Mon 19 Aug 2013
So many people who come into the store “ooh” and “aah” over the handknits we have on display and bemoan the fact that they could never do what we do. Or they come in to sheepishly ask for our help with some dropped stitch or pattern mistake and they are amazed by our fearlessness when it comes to ripping out or our ability to fix things without ripping. There is a reason for all this fearlessness and all those clever fixing techniques: it’s because we’ve made so many d@#n mistakes in our own knitting over the years we’ve fixed just about every mistake there is to make.

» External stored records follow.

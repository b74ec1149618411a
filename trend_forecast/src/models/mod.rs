//! Forecasting models for daily interest series

use crate::data::NormalizedSeries;
use crate::error::{ForecastError, Result};
use std::fmt::Debug;

pub mod arima;
pub mod auto_arima;

/// Raw model output: point forecasts with optional confidence bounds
#[derive(Debug, Clone, PartialEq)]
pub struct ModelForecast {
    /// Forecasted values
    values: Vec<f64>,
    /// Number of periods forecasted
    horizons: usize,
    /// Confidence intervals (optional)
    intervals: Option<Vec<(f64, f64)>>,
}

impl ModelForecast {
    /// Create a new forecast
    pub fn new(values: Vec<f64>, horizons: usize) -> Result<Self> {
        if values.len() != horizons {
            return Err(ForecastError::DataError(format!(
                "Values length ({}) doesn't match horizons ({})",
                values.len(),
                horizons
            )));
        }

        Ok(Self {
            values,
            horizons,
            intervals: None,
        })
    }

    /// Create a new forecast with confidence intervals
    pub fn new_with_intervals(
        values: Vec<f64>,
        horizons: usize,
        intervals: Vec<(f64, f64)>,
    ) -> Result<Self> {
        let mut forecast = Self::new(values, horizons)?;

        if forecast.values.len() != intervals.len() {
            return Err(ForecastError::DataError(format!(
                "Values length ({}) doesn't match intervals length ({})",
                forecast.values.len(),
                intervals.len()
            )));
        }

        forecast.intervals = Some(intervals);
        Ok(forecast)
    }

    /// Get the forecasted values
    pub fn values(&self) -> &[f64] {
        &self.values
    }

    /// Get the number of periods forecasted
    pub fn horizons(&self) -> usize {
        self.horizons
    }

    /// Get the confidence intervals, if available
    pub fn intervals(&self) -> Option<&[(f64, f64)]> {
        self.intervals.as_deref()
    }

    /// Root mean squared error against observed values of the same length
    pub fn root_mean_squared_error(&self, actual: &[f64]) -> Result<f64> {
        Ok(trend_math::stats::root_mean_squared_error(
            &self.values,
            actual,
        )?)
    }
}

/// Trained forecast model
pub trait TrainedForecastModel: Debug {
    /// Point forecasts for the next `horizons` periods
    fn forecast(&self, horizons: usize) -> Result<ModelForecast>;

    /// Point forecasts with two-sided bounds at `confidence_level`
    fn forecast_with_intervals(
        &self,
        horizons: usize,
        confidence_level: f64,
    ) -> Result<ModelForecast>;

    /// Name of the model
    fn name(&self) -> &str;
}

/// Forecast model that can be trained on a normalized series
pub trait ForecastModel: Debug + Clone {
    /// The type of trained model produced
    type Trained: TrainedForecastModel;

    /// Train the model on a normalized series
    fn train(&self, series: &NormalizedSeries) -> Result<Self::Trained>;

    /// Get the name of the model
    fn name(&self) -> &str;
}
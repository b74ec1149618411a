use anyhow::{Context, Result};
use clap::Parser;
use std::path::PathBuf;
use tracing::info;
use trend_forecast::config::PipelineConfig;
use trend_forecast::logs::init_logs;
use trend_forecast::pipeline::Pipeline;

/// Run the full pipeline on a `Date, Technology, Interest` table
#[derive(Parser, Clone, Debug)]
struct Args {
    /// Trends table
    #[arg(long, env = "TREND_INPUT", default_value = "data/all_trends.csv")]
    input: PathBuf,

    /// Output directory
    #[arg(long, env = "TREND_OUT", default_value = "outputs")]
    out: PathBuf,

    /// JSON configuration overriding the built-in keywords and settings
    #[arg(long, env = "TREND_CONFIG")]
    config: Option<PathBuf>,

    /// Days to forecast
    #[arg(long)]
    periods: Option<usize>,

    /// Days withheld for accuracy measurement
    #[arg(long)]
    holdout_days: Option<usize>,

    /// Fit on the whole series
    #[arg(long)]
    no_holdout: bool,
}

fn main() -> Result<()> {
    init_logs()?;
    let args = Args::parse();

    let mut config = match &args.config {
        Some(path) => PipelineConfig::from_json_file(path)
            .with_context(|| format!("Loading configuration {}", path.display()))?,
        None => PipelineConfig::default(),
    };
    if let Some(periods) = args.periods {
        config.horizon = periods;
    }
    if let Some(days) = args.holdout_days {
        config.holdout.days = days;
    }
    if args.no_holdout {
        config.holdout.enabled = false;
    }

    let pipeline = Pipeline::new(config).context("Invalid configuration")?;
    let output = pipeline
        .run(&args.input, &args.out)
        .with_context(|| format!("Running pipeline on {}", args.input.display()))?;

    for line in &output.insights {
        info!(insight = %line);
    }
    info!(
        keywords = output.reconciled.len(),
        fallbacks = output.fallbacks.len(),
        out = %args.out.display(),
        "Pipeline finished"
    );

    Ok(())
}
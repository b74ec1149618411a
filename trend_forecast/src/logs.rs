use crate::error::{ForecastError, Result};
use tracing_subscriber::filter::EnvFilter;
use tracing_subscriber::fmt;
use tracing_subscriber::fmt::time::UtcTime;

/// Install the JSON log subscriber; `RUST_LOG` overrides the default `info` level
pub fn init_logs() -> Result<()> {
    let env_filter = EnvFilter::try_from_default_env().unwrap_or_else(|_| EnvFilter::new("info"));

    let subscriber = fmt::Subscriber::builder()
        .json()
        .flatten_event(true)
        .with_timer(UtcTime::rfc_3339())
        .with_writer(std::io::stderr)
        .with_env_filter(env_filter)
        .finish();

    tracing::subscriber::set_global_default(subscriber)
        .map_err(|e| ForecastError::InvalidParameter(format!("Log subscriber already set: {e}")))
}
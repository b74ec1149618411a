//! End-to-end batch run: load, normalize, forecast, reconcile, report

use crate::config::PipelineConfig;
use crate::data::{DataLoader, NormalizedSeries, RawSeries};
use crate::engine::{ForecastEngine, ForecastResult};
use crate::error::{ForecastError, Result};
use crate::export;
use crate::fallback::{FallbackEstimator, FallbackResult};
use crate::normalize::SeriesNormalizer;
use crate::reconcile::{ForecastReconciler, ReconciledTable};
use crate::report::{ReportAggregator, ReportRow};
use crate::signals::{
    trend_strengths, yearly_ranking, AuxiliarySignals, TrendStrength, YearlyAverage,
};
use crate::synthetic::placeholder_series;
use crate::utils::safe_name;
use std::collections::HashMap;
use std::path::{Path, PathBuf};

pub const FINAL_TABLE_FILE: &str = "final_forecast_table.csv";
pub const TREND_STRENGTH_FILE: &str = "trend_strength.csv";
pub const YEARLY_RANKING_FILE: &str = "tech_yearly_ranking.csv";
pub const SENTIMENT_FILE: &str = "news_sentiment.csv";
pub const DASHBOARD_FILE: &str = "dashboard_master.csv";
pub const INSIGHTS_FILE: &str = "auto_insights.txt";

/// Name of a keyword's forecast file
pub fn forecast_file_name(keyword: &str) -> String {
    format!("{}_arima_forecast.csv", safe_name(keyword))
}

/// Everything a run produced, in memory
#[derive(Debug, Clone)]
pub struct PipelineOutput {
    /// Normalized series in keyword order
    pub series: Vec<NormalizedSeries>,
    pub forecasts: HashMap<String, ForecastResult>,
    pub fallbacks: HashMap<String, FallbackResult>,
    pub reconciled: ReconciledTable,
    pub signals: AuxiliarySignals,
    pub trend_strength: Vec<TrendStrength>,
    pub yearly_ranking: Vec<YearlyAverage>,
    pub report: Vec<ReportRow>,
    pub insights: Vec<String>,
}

/// The sequential batch pipeline
#[derive(Debug, Clone)]
pub struct Pipeline {
    config: PipelineConfig,
    normalizer: SeriesNormalizer,
    engine: ForecastEngine,
    fallback: FallbackEstimator,
    reconciler: ForecastReconciler,
    aggregator: ReportAggregator,
}

impl Pipeline {
    /// Build a pipeline from a validated configuration
    pub fn new(config: PipelineConfig) -> Result<Self> {
        config.validate()?;
        Ok(Self {
            normalizer: SeriesNormalizer::new(),
            engine: ForecastEngine::new(&config),
            fallback: FallbackEstimator::new(config.fallback_window)?,
            reconciler: ForecastReconciler::new(config.volatility_window)?,
            aggregator: ReportAggregator,
            config,
        })
    }

    pub fn config(&self) -> &PipelineConfig {
        &self.config
    }

    /// Run on a trends table and write every output file into `out_dir`
    pub fn run<P: AsRef<Path>, Q: AsRef<Path>>(
        &self,
        trends_table: P,
        out_dir: Q,
    ) -> Result<PipelineOutput> {
        let raw = DataLoader::read_trends_table(trends_table)?;
        let output = self.process(raw)?;
        self.write_outputs(&output, out_dir)?;
        Ok(output)
    }

    /// Run on already loaded raw series
    pub fn process(&self, raw: Vec<RawSeries>) -> Result<PipelineOutput> {
        let keywords = &self.config.keywords;
        let mut by_keyword: HashMap<String, RawSeries> = raw
            .into_iter()
            .map(|series| (series.keyword.clone(), series))
            .collect();

        for extra in by_keyword.keys().filter(|k| !keywords.contains(*k)) {
            tracing::debug!(keyword = %extra, "Ignoring untracked technology");
        }

        let latest = by_keyword
            .values()
            .filter_map(RawSeries::latest_date)
            .max()
            .unwrap_or_else(|| chrono::Utc::now().date_naive());

        let mut series = Vec::with_capacity(keywords.len());
        for (index, keyword) in keywords.iter().enumerate() {
            let raw = match by_keyword.remove(keyword) {
                Some(raw) if !raw.is_empty() => raw,
                _ if self.config.placeholder_for_missing => placeholder_series(
                    keyword,
                    latest,
                    self.config.placeholder_seed.wrapping_add(index as u64),
                )?,
                _ => {
                    return Err(ForecastError::EmptySeries {
                        keyword: keyword.clone(),
                    })
                }
            };
            series.push(self.normalizer.normalize(&raw)?);
        }
        tracing::info!(keywords = series.len(), "Normalized all series");

        let mut forecasts = HashMap::new();
        let mut fallbacks = HashMap::new();
        for s in &series {
            match self.engine.forecast(s, self.config.horizon)? {
                Some(result) => {
                    forecasts.insert(s.keyword().to_string(), result);
                }
                None => {
                    fallbacks.insert(s.keyword().to_string(), self.fallback.estimate(s)?);
                }
            }
        }

        let series_map: HashMap<String, NormalizedSeries> = series
            .iter()
            .map(|s| (s.keyword().to_string(), s.clone()))
            .collect();
        let reconciled = self
            .reconciler
            .reconcile(keywords, &series_map, &forecasts, &fallbacks)?;

        let signals = AuxiliarySignals::compute(&series, &self.config);
        let report = self.aggregator.aggregate(&reconciled, &signals);
        let insights = self.aggregator.insights(&report);

        Ok(PipelineOutput {
            trend_strength: trend_strengths(&series),
            yearly_ranking: yearly_ranking(&series),
            series,
            forecasts,
            fallbacks,
            reconciled,
            signals,
            report,
            insights,
        })
    }

    /// Write every output file into `out_dir`, returning the paths written
    pub fn write_outputs<P: AsRef<Path>>(
        &self,
        output: &PipelineOutput,
        out_dir: P,
    ) -> Result<Vec<PathBuf>> {
        let out_dir = out_dir.as_ref();
        let mut written = Vec::new();

        for keyword in &self.config.keywords {
            if let Some(forecast) = output.forecasts.get(keyword) {
                let path = out_dir.join(forecast_file_name(keyword));
                export::write_forecast(&path, forecast)?;
                written.push(path);
            }
        }

        let path = out_dir.join(FINAL_TABLE_FILE);
        export::write_reconciled(&path, output.reconciled.rows())?;
        written.push(path);

        let path = out_dir.join(TREND_STRENGTH_FILE);
        export::write_records(&path, &output.trend_strength)?;
        written.push(path);

        let path = out_dir.join(YEARLY_RANKING_FILE);
        export::write_records(&path, &output.yearly_ranking)?;
        written.push(path);

        let path = out_dir.join(SENTIMENT_FILE);
        export::write_records(&path, &output.signals.sentiment_rows(&self.config.keywords))?;
        written.push(path);

        let path = out_dir.join(DASHBOARD_FILE);
        export::write_report(&path, &output.report)?;
        written.push(path);

        let path = out_dir.join(INSIGHTS_FILE);
        export::write_insights(&path, &output.insights)?;
        written.push(path);

        tracing::info!(
            out_dir = %out_dir.display(),
            files = written.len(),
            "Wrote pipeline outputs"
        );
        Ok(written)
    }
}
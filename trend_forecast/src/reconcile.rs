//! Merging model forecasts and fallback estimates into one ranked table
//!
//! Every tracked keyword gets exactly one row. The model forecast wins when it
//! exists; otherwise the trend-line estimate is used, and a keyword with neither
//! is an error rather than a missing row.

use crate::data::NormalizedSeries;
use crate::engine::ForecastResult;
use crate::error::{ForecastError, Result};
use crate::fallback::{FallbackEstimator, FallbackResult};
use crate::utils::growth_percent;
use serde::{Deserialize, Serialize};
use std::collections::HashMap;
use std::fmt;
use trend_math::ranking::min_rank_descending;
use trend_math::stats::{round_to, tail_volatility};

/// Decimal places kept in reconciled values
pub const TABLE_PRECISION: u32 = 3;

/// Direction of the forecast relative to the current value
#[derive(Debug, Clone, Copy, PartialEq, Eq, Hash, Serialize, Deserialize)]
pub enum TrendDirection {
    Up,
    Down,
    Stable,
}

impl TrendDirection {
    /// Compare a forecast with the current value
    pub fn between(current: f64, forecast: f64) -> Self {
        if forecast > current {
            TrendDirection::Up
        } else if forecast < current {
            TrendDirection::Down
        } else {
            TrendDirection::Stable
        }
    }
}

impl fmt::Display for TrendDirection {
    fn fmt(&self, f: &mut fmt::Formatter<'_>) -> fmt::Result {
        let label = match self {
            TrendDirection::Up => "Up",
            TrendDirection::Down => "Down",
            TrendDirection::Stable => "Stable",
        };
        f.write_str(label)
    }
}

/// Where a row's forecast value came from
#[derive(Debug, Clone, Copy, PartialEq, Eq, Serialize, Deserialize)]
pub enum ForecastSource {
    Model,
    Fallback,
}

/// One keyword's line in the comparison table
#[derive(Debug, Clone, PartialEq)]
pub struct ReconciledRow {
    pub keyword: String,
    pub current_value: f64,
    pub forecast_value: f64,
    /// NaN when the current value is zero
    pub growth_percent: f64,
    pub trend_direction: TrendDirection,
    pub volatility: f64,
    /// 1 = highest growth; ties share the lower rank
    pub rank: usize,
    pub source: ForecastSource,
}

/// Rows sorted by ascending rank
#[derive(Debug, Clone, PartialEq, Default)]
pub struct ReconciledTable {
    rows: Vec<ReconciledRow>,
}

impl ReconciledTable {
    /// Rows in rank order
    pub fn rows(&self) -> &[ReconciledRow] {
        &self.rows
    }

    /// Row for a keyword
    pub fn get(&self, keyword: &str) -> Option<&ReconciledRow> {
        self.rows.iter().find(|row| row.keyword == keyword)
    }

    pub fn len(&self) -> usize {
        self.rows.len()
    }

    pub fn is_empty(&self) -> bool {
        self.rows.is_empty()
    }

    pub fn into_rows(self) -> Vec<ReconciledRow> {
        self.rows
    }
}

/// Builds the ranked comparison table
#[derive(Debug, Clone, Copy, PartialEq)]
pub struct ForecastReconciler {
    volatility_window: usize,
}

impl Default for ForecastReconciler {
    fn default() -> Self {
        Self {
            volatility_window: 7,
        }
    }
}

impl ForecastReconciler {
    /// Create a reconciler measuring volatility over `volatility_window` observations
    pub fn new(volatility_window: usize) -> Result<Self> {
        if volatility_window == 0 {
            return Err(ForecastError::InvalidParameter(
                "Volatility window must be greater than zero".to_string(),
            ));
        }
        Ok(Self { volatility_window })
    }

    /// Reconcile every keyword from already computed forecasts and fallbacks
    pub fn reconcile(
        &self,
        keywords: &[String],
        series: &HashMap<String, NormalizedSeries>,
        forecasts: &HashMap<String, ForecastResult>,
        fallbacks: &HashMap<String, FallbackResult>,
    ) -> Result<ReconciledTable> {
        let mut rows = Vec::with_capacity(keywords.len());

        for keyword in keywords {
            let history = series
                .get(keyword)
                .ok_or_else(|| ForecastError::EmptySeries {
                    keyword: keyword.clone(),
                })?;

            let (forecast_value, source) = match forecasts
                .get(keyword)
                .and_then(ForecastResult::first_estimate)
            {
                Some(estimate) => (estimate, ForecastSource::Model),
                None => match fallbacks.get(keyword) {
                    Some(fallback) => (fallback.estimate, ForecastSource::Fallback),
                    None => {
                        return Err(ForecastError::NoForecastAvailable {
                            keyword: keyword.clone(),
                        })
                    }
                },
            };

            let current_value = history.last_value();
            let volatility = tail_volatility(history.values(), self.volatility_window);

            rows.push(ReconciledRow {
                keyword: keyword.clone(),
                current_value: round_to(current_value, TABLE_PRECISION),
                forecast_value: round_to(forecast_value, TABLE_PRECISION),
                growth_percent: round_to(
                    growth_percent(current_value, forecast_value),
                    TABLE_PRECISION,
                ),
                trend_direction: TrendDirection::between(current_value, forecast_value),
                volatility: round_to(volatility, TABLE_PRECISION),
                rank: 0,
                source,
            });
        }

        let growth: Vec<f64> = rows.iter().map(|row| row.growth_percent).collect();
        for (row, rank) in rows.iter_mut().zip(min_rank_descending(&growth)) {
            row.rank = rank;
        }
        rows.sort_by_key(|row| row.rank);

        tracing::info!(
            keywords = rows.len(),
            fallbacks = rows
                .iter()
                .filter(|row| row.source == ForecastSource::Fallback)
                .count(),
            "Reconciled forecast table"
        );

        Ok(ReconciledTable { rows })
    }

    /// Reconcile, computing a trend-line estimate for every keyword without a model forecast
    pub fn reconcile_with_fallback(
        &self,
        keywords: &[String],
        series: &HashMap<String, NormalizedSeries>,
        forecasts: &HashMap<String, ForecastResult>,
        estimator: &FallbackEstimator,
    ) -> Result<ReconciledTable> {
        let mut fallbacks = HashMap::new();
        for keyword in keywords {
            if forecasts.contains_key(keyword) {
                continue;
            }
            if let Some(history) = series.get(keyword) {
                fallbacks.insert(keyword.clone(), estimator.estimate(history)?);
            }
        }

        self.reconcile(keywords, series, forecasts, &fallbacks)
    }
}
//! Sample statistics used across the pipeline
//!
//! Standard deviations follow the sample (n - 1) convention, so a single
//! observation has an undefined (NaN) deviation.

use crate::{MathError, Result};
use statrs::distribution::{ContinuousCDF, Normal};
use statrs::statistics::Statistics;

/// Arithmetic mean, or `None` for an empty slice
pub fn mean(values: &[f64]) -> Option<f64> {
    if values.is_empty() {
        None
    } else {
        Some(values.iter().mean())
    }
}

/// Sample standard deviation; NaN with fewer than two values
pub fn sample_std_dev(values: &[f64]) -> f64 {
    values.iter().std_dev()
}

/// Sample standard deviation of every full window of `window` consecutive values
///
/// Returns `len - window + 1` values, or nothing if the series is shorter than the window.
pub fn rolling_std_dev(values: &[f64], window: usize) -> Vec<f64> {
    if window == 0 || values.len() < window {
        return Vec::new();
    }
    values.windows(window).map(sample_std_dev).collect()
}

/// Volatility of the most recent `window` observations
///
/// Series longer than the window use only the trailing window; shorter ones use every value.
pub fn tail_volatility(values: &[f64], window: usize) -> f64 {
    if window > 0 && values.len() > window {
        sample_std_dev(&values[values.len() - window..])
    } else {
        sample_std_dev(values)
    }
}

/// Root mean squared error between a forecast and the observed values
pub fn root_mean_squared_error(forecast: &[f64], actual: &[f64]) -> Result<f64> {
    if forecast.len() != actual.len() || forecast.is_empty() {
        return Err(MathError::InvalidInput(format!(
            "Forecast ({}) and actual ({}) values must have the same non-zero length",
            forecast.len(),
            actual.len()
        )));
    }

    let mse = forecast
        .iter()
        .zip(actual.iter())
        .map(|(f, a)| (a - f).powi(2))
        .sum::<f64>()
        / forecast.len() as f64;

    Ok(mse.sqrt())
}

/// Quantile of the standard normal distribution at probability `p`
pub fn normal_quantile(p: f64) -> Result<f64> {
    if !(p > 0.0 && p < 1.0) {
        return Err(MathError::InvalidInput(format!(
            "Probability must be in (0, 1), got {p}"
        )));
    }
    let normal = Normal::new(0.0, 1.0)
        .map_err(|e| MathError::CalculationError(format!("Standard normal: {e}")))?;
    Ok(normal.inverse_cdf(p))
}

/// Round half away from zero to `decimals` places; NaN stays NaN
pub fn round_to(value: f64, decimals: u32) -> f64 {
    let factor = 10f64.powi(decimals as i32);
    (value * factor).round() / factor
}

#[cfg(test)]
mod tests {
    use super::*;
    use approx::assert_relative_eq;

    #[test]
    fn test_sample_std_dev() {
        // Sample variance of 2,4,4,4,5,5,7,9 is 32/7
        let values = [2.0, 4.0, 4.0, 4.0, 5.0, 5.0, 7.0, 9.0];
        assert_relative_eq!(
            sample_std_dev(&values),
            (32.0f64 / 7.0).sqrt(),
            epsilon = 1e-12
        );
        assert!(sample_std_dev(&[3.0]).is_nan());
    }

    #[test]
    fn test_rolling_std_dev_window_count() {
        let values: Vec<f64> = (0..10).map(f64::from).collect();
        let rolling = rolling_std_dev(&values, 4);
        assert_eq!(rolling.len(), 7);
        // Every window of 4 consecutive integers has the same spread
        for v in &rolling {
            assert_relative_eq!(*v, rolling[0], epsilon = 1e-12);
        }
        assert!(rolling_std_dev(&values[..3], 4).is_empty());
    }

    #[test]
    fn test_tail_volatility_uses_last_window() {
        let mut values = vec![0.0, 100.0, 0.0, 100.0];
        values.extend([5.0; 7]);
        assert_eq!(tail_volatility(&values, 7), 0.0);

        let short = [1.0, 2.0, 3.0];
        assert_relative_eq!(tail_volatility(&short, 7), 1.0, epsilon = 1e-12);
    }

    #[test]
    fn test_rmse() {
        let rmse = root_mean_squared_error(&[1.0, 2.0], &[2.0, 4.0]).unwrap();
        assert_relative_eq!(rmse, (2.5f64).sqrt(), epsilon = 1e-12);
        assert!(root_mean_squared_error(&[1.0], &[]).is_err());
    }

    #[test]
    fn test_normal_quantile() {
        assert_relative_eq!(normal_quantile(0.975).unwrap(), 1.959964, epsilon = 1e-5);
        assert!(normal_quantile(1.0).is_err());
    }

    #[test]
    fn test_round_to() {
        assert_eq!(round_to(12.34567, 3), 12.346);
        assert_eq!(round_to(-2.5, 0), -3.0);
        assert!(round_to(f64::NAN, 3).is_nan());
    }

    #[test]
    fn test_mean() {
        assert_eq!(mean(&[]), None);
        assert_eq!(mean(&[1.0, 2.0, 3.0]), Some(2.0));
    }
}
use anyhow::{Context, Result};
use clap::Parser;
use std::path::PathBuf;
use tracing::info;
use trend_forecast::data::DataLoader;
use trend_forecast::export::write_series;
use trend_forecast::logs::init_logs;
use trend_forecast::normalize::SeriesNormalizer;

/// Normalize a `Date, Interest` table into a gap-free daily `ds, y` file
#[derive(Parser, Clone, Debug)]
struct Args {
    /// Raw interest table
    #[arg(long, env = "TREND_INPUT")]
    input: PathBuf,

    /// Normalized output file
    #[arg(long, env = "TREND_OUT", default_value = "data/forecast_input.csv")]
    out: PathBuf,

    /// Keep only this technology when the table has a `Technology` column
    #[arg(long)]
    keyword: Option<String>,

    /// Days withheld into `forecast_input_holdout.csv`
    #[arg(long, default_value_t = 14)]
    holdout_days: usize,

    /// Write the whole series to `--out`
    #[arg(long)]
    no_holdout: bool,
}

fn main() -> Result<()> {
    init_logs()?;
    let args = Args::parse();

    let raw = DataLoader::read_interest_file(&args.input, args.keyword.as_deref())
        .with_context(|| format!("Loading {}", args.input.display()))?;
    let series = SeriesNormalizer::new()
        .normalize(&raw)
        .with_context(|| format!("Normalizing {}", args.input.display()))?;

    let split = if args.no_holdout || args.holdout_days == 0 {
        None
    } else {
        series.split_tail(args.holdout_days)
    };

    match split {
        Some((training, _)) => {
            let holdout_path = args.out.with_file_name("forecast_input_holdout.csv");
            let holdout_start = training.len();
            let holdout = trend_forecast::NormalizedSeries::new(
                series.keyword(),
                series.date_at(holdout_start),
                series.values()[holdout_start..].to_vec(),
            )?;

            write_series(&args.out, &training).context("Writing training series")?;
            write_series(&holdout_path, &holdout).context("Writing holdout series")?;
            info!(
                train_rows = training.len(),
                holdout_rows = holdout.len(),
                out = %args.out.display(),
                holdout = %holdout_path.display(),
                "Saved training and holdout series"
            );
        }
        None => {
            write_series(&args.out, &series).context("Writing series")?;
            info!(
                rows = series.len(),
                out = %args.out.display(),
                "No holdout created; saved full series"
            );
        }
    }

    Ok(())
}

Case in point: I am now knitting a Bergere sweater in advance for the class I’m giving in said sweater. For the amount of ripping I’ve done over this sweater I could have yarn bombed the Brooklyn Bridge. It is not that it is a particularly difficult pattern. In fact, it is precisely because it is not difficult that I am making all these stupid mistakes. In the beginning I forgot to switch to the bigger needles after doing the ribbing. Rip out 2 inches. Oops, didn’t remember that part about those increases. Rip out 3 inches. Knitted a little too mindlessly and the sweater armholes looked like they could have accommodated Arnold Schwarzenegger in his prime. Rip out several more inches. And just last night I noticed that most elementary of mistakes: I had picked up my knitting and gone in the wrong direction. Rip, rip, rip. Now, I could blame all these mistakes on my being distracted by my son’s imminent departure for college or the fact that my daughter is trying out for the high school soccer team, but the truth of the matter is that we all make stupid mistakes. The trick is not to be frustrated by them. At least, not to be so frustrated that we put down the project or (*gasp*) stop knitting altogether. So take heart, struggling knitters! We have all been there.
(P.S. Feel free to post your stupid mistakes below. I makes us all feel like we are not alone!)